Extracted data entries
== Segment start ==
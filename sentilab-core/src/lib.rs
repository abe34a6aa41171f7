//! Sentilab Core — the data aggregation pipeline behind the dashboard.
//!
//! - Field coercion and display formatting
//! - Temporal resolution of heterogeneous date strings
//! - Row normalization into canonical observations
//! - Price source resolution (live API, then static CSV) and single-step feeds
//! - Analytics projection: summary statistics and ordinal-indexed chart views

pub mod analytics;
pub mod coerce;
pub mod config;
pub mod data;
pub mod domain;
pub mod fingerprint;
pub mod temporal;

pub use analytics::{Analytics, ChartPoint, ChartProjection, SummaryStats};
pub use config::{ConfigError, SentilabConfig, SummaryOrder};
pub use data::{DataError, PriceSeries, SourceTag};
pub use domain::{Observation, Series, Signal};
pub use fingerprint::SeriesFingerprint;
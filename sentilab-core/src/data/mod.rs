//! Data acquisition: transport, payload parsing, normalization, source resolution

pub mod backend;
pub mod endpoints;
pub mod feeds;
pub mod http;
pub mod payload;
pub mod provider;
pub mod record;
pub mod resolver;
pub mod scripted;

pub use backend::Backend;
pub use endpoints::{normalize_name, normalize_ticker, Endpoints};
pub use feeds::FeedFetcher;
pub use http::HttpTransport;
pub use payload::Health;
pub use provider::{DataError, HttpResponse, SourceTag, Transport};
pub use record::{normalize_batch, normalize_record, Field, FieldSchema, RawRecord};
pub use resolver::{PriceSeries, SourceResolver};
pub use scripted::ScriptedTransport;
//! Errors raised while wiring a dashboard together.
//!
//! Fetch failures never surface here; they land in the owning family's state.

use thiserror::Error;

use sentilab_core::{ConfigError, DataError};

#[derive(Debug, Error)]
pub enum DashboardError {
    #[error(transparent)]
    Config(#[from] ConfigError),

    #[error("failed to build HTTP transport: {0}")]
    Transport(#[from] DataError),
}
== Segment end ==
Beginning at the line that holds "pub mod http;", reproduce the lines exactly up to and including the final line of the entries.

pub mod http;
pub mod payload;
pub mod provider;
pub mod record;
pub mod resolver;
pub mod scripted;

pub use backend::Backend;
pub use endpoints::{normalize_name, normalize_ticker, Endpoints};
pub use feeds::FeedFetcher;
pub use http::HttpTransport;
pub use payload::Health;
pub use provider::{DataError, HttpResponse, SourceTag, Transport};
pub use record::{normalize_batch, normalize_record, Field, FieldSchema, RawRecord};
pub use resolver::{PriceSeries, SourceResolver};
pub use scripted::ScriptedTransport;
//! Errors raised while wiring a dashboard together.
//!
//! Fetch failures never surface here; they land in the owning family's state.

use thiserror::Error;

use sentilab_core::{ConfigError, DataError};

#[derive(Debug, Error)]
pub enum DashboardError {
    #[error(transparent)]
    Config(#[from] ConfigError),

    #[error("failed to build HTTP transport: {0}")]
    Transport(#[from] DataError),
}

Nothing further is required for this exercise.